[Saved data entries]

//! Routes asset records to processors and tracks them until completion.

use std::collections::BTreeMap;

use credagent_crypto::SessionCredential;
use parking_lot::Mutex;
use tracing::{debug, info, warn};

use crate::asset::AssetRecord;
use crate::error::AssetError;
use crate::processor::{AssetProcessor, ProvisioningContext};
use crate::status::ProcessingState;

/// Owns one processor per in-flight asset id.
pub struct AssetManager {
    ctx: ProvisioningContext,
    processors: Mutex<BTreeMap<String, AssetProcessor>>,
}

impl AssetManager {
    pub fn new(ctx: ProvisioningContext) -> Self {
        Self {
            ctx,
            processors: Mutex::new(BTreeMap::new()),
        }
    }

    pub fn context(&self) -> &ProvisioningContext {
        &self.ctx
    }

    /// Process one record under the given session credential.
    ///
    /// A record whose asset id is already in flight is rejected, unless it is
    /// the certificate a pending CSR is waiting for.
    ///
    /// The processor map stays locked for the whole handler, including the
    /// acknowledgement, CSR submission and key resolver requests. Records are
    /// therefore handled one at a time, and concurrent calls to [`update`] or
    /// [`is_waiting_for_certificate`] wait on that network latency.
    ///
    /// [`update`]: AssetManager::update
    /// [`is_waiting_for_certificate`]: AssetManager::is_waiting_for_certificate
    pub fn process(&self, record: AssetRecord, credential: &SessionCredential) -> ProcessingState {
        let asset_id = record.asset_id().to_string();
        let mut processors = self.processors.lock();

        if let Some(existing) = processors.get_mut(&asset_id) {
            return match record {
                AssetRecord::Certificate(asset) if existing.waiting_for_certificate() => {
                    info!(asset_id = %asset_id, "Signed certificate arrived for pending CSR");
                    existing.certificate_received(&asset, credential, &self.ctx);
                    existing.state().clone()
                }
                _ => {
                    let err = AssetError::Duplicate(asset_id.clone());
                    warn!(asset_id = %asset_id, "Duplicate asset rejected");
                    ProcessingState::failed(err.to_string())
                }
            };
        }

        let mut processor = AssetProcessor::for_record(&record);
        debug!(asset_id = %asset_id, asset_type = record.asset_type(), "Processing asset");
        processor.handle_asset(record, credential, &self.ctx);
        let state = processor.state().clone();
        processors.insert(asset_id, processor);
        state
    }

    /// Parse and process a raw JSON record.
    pub fn process_json(&self, json: &str, credential: &SessionCredential) -> ProcessingState {
        match AssetRecord::parse(json) {
            Ok(record) => self.process(record, credential),
            Err(err) => {
                warn!(error = %err, "Unparseable asset record");
                ProcessingState::failed(err.to_string())
            }
        }
    }

    /// Tick every processor and drop the finished ones.
    ///
    /// Returns the ids that completed during this call.
    pub fn update(&self) -> Vec<String> {
        let mut processors = self.processors.lock();
        let finished: Vec<String> = processors
            .iter_mut()
            .filter_map(|(id, processor)| processor.on_update().then(|| id.clone()))
            .collect();
        for id in &finished {
            if let Some(processor) = processors.remove(id) {
                debug!(asset_id = %id, status = ?processor.state().status, "Asset processor retired");
            }
        }
        finished
    }

    /// Whether any CSR is still waiting for its signed certificate.
    pub fn is_waiting_for_certificate(&self) -> bool {
        self.processors
            .lock()
            .values()
            .any(AssetProcessor::waiting_for_certificate)
    }

    /// Number of assets currently held by a processor.
    pub fn in_flight(&self) -> usize {
        self.processors.lock().len()
    }
}
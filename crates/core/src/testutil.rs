//! In-memory doubles shared by the workspace test suites.

use std::collections::VecDeque;

use parking_lot::Mutex;

use crate::transport::{Method, TransportClient, TransportError, TransportResult};

/// A request as seen by [`ScriptedTransport`].
#[derive(Debug, Clone, PartialEq, Eq)]
pub struct RecordedRequest {
    pub method: Method,
    pub url: String,
    pub body: Option<String>,
}

struct Step {
    path: String,
    reply: TransportResult<String>,
}

/// Transport that replays a fixed script of replies, in order.
///
/// Each step names a path fragment the request URL must contain. A request
/// that does not match the next step, or arrives after the script is
/// exhausted, fails with [`TransportError::Connect`].
#[derive(Default)]
pub struct ScriptedTransport {
    script: Mutex<VecDeque<Step>>,
    requests: Mutex<Vec<RecordedRequest>>,
}

impl ScriptedTransport {
    pub fn new() -> Self {
        Self::default()
    }

    pub fn push_ok(&self, path: &str, body: impl Into<String>) -> &Self {
        self.push(path, Ok(body.into()))
    }

    pub fn push_status(&self, path: &str, code: u16, body: impl Into<String>) -> &Self {
        self.push(
            path,
            Err(TransportError::Status {
                code,
                body: body.into(),
            }),
        )
    }

    pub fn push(&self, path: &str, reply: TransportResult<String>) -> &Self {
        self.script.lock().push_back(Step {
            path: path.to_string(),
            reply,
        });
        self
    }

    pub fn requests(&self) -> Vec<RecordedRequest> {
        self.requests.lock().clone()
    }

    /// Number of requests whose URL contains `path`.
    pub fn calls_to(&self, path: &str) -> usize {
        self.requests
            .lock()
            .iter()
            .filter(|r| r.url.contains(path))
            .count()
    }

    pub fn remaining(&self) -> usize {
        self.script.lock().len()
    }
}

impl TransportClient for ScriptedTransport {
    fn send(&self, method: Method, url: &str, body: Option<&str>) -> TransportResult<String> {
        self.requests.lock().push(RecordedRequest {
            method,
            url: url.to_string(),
            body: body.map(str::to_string),
        });

        let mut script = self.script.lock();
        let next_path = script.front().map(|s| s.path.clone());
        match next_path {
            Some(path) if url.contains(&path) => match script.pop_front() {
                Some(step) => step.reply,
                None => Err(TransportError::Connect("script exhausted".into())),
            },
            Some(path) => Err(TransportError::Connect(format!(
                "unexpected request to {} (next scripted path is {})",
                url, path
            ))),
            None => Err(TransportError::Connect(format!(
                "unexpected request to {} (script exhausted)",
                url
            ))),
        }
    }
}

#[cfg(test)]
mod tests {
    use super::*;

    #[test]
    fn test_replays_in_order() {
        let transport = ScriptedTransport::new();
        transport.push_ok("/a", "one").push_status("/b", 500, "boom");

        assert_eq!(transport.send(Method::Post, "http://x/a", Some("{}")).unwrap(), "one");
        assert_eq!(
            transport.send(Method::Get, "http://x/b", None).unwrap_err().status_code(),
            Some(500)
        );
        assert!(transport.send(Method::Get, "http://x/c", None).is_err());
        assert_eq!(transport.calls_to("/a"), 1);
        assert_eq!(transport.requests().len(), 3);
    }

    #[test]
    fn test_mismatched_path_keeps_step() {
        let transport = ScriptedTransport::new();
        transport.push_ok("/expected", "ok");

        assert!(transport.send(Method::Get, "http://x/other", None).is_err());
        assert_eq!(transport.remaining(), 1);
    }
}
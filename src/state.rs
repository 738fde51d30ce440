//! Shared application state for all routes. The namespace is immutable once loaded.

use crate::config::NamespaceTree;
use crate::session::SessionStore;
use crate::settings::Settings;
use sqlx::SqlitePool;
use std::sync::Arc;

#[derive(Clone)]
pub struct AppState {
    pub pool: SqlitePool,
    pub namespace: Arc<NamespaceTree>,
    pub sessions: SessionStore,
    pub settings: Arc<Settings>,
}

impl AppState {
    pub fn new(pool: SqlitePool, namespace: NamespaceTree, settings: Settings) -> Self {
        let sessions = SessionStore::new(
            pool.clone(),
            settings.session_hours,
            settings.default_roles.clone(),
        );
        AppState {
            pool,
            namespace: Arc::new(namespace),
            sessions,
            settings: Arc::new(settings),
        }
    }
}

__WHAT NEEDS TO BE DONE__.
A single figure, please: the number of lines in the data that hold the string "reply".

__EXERCISE RESULT__.
4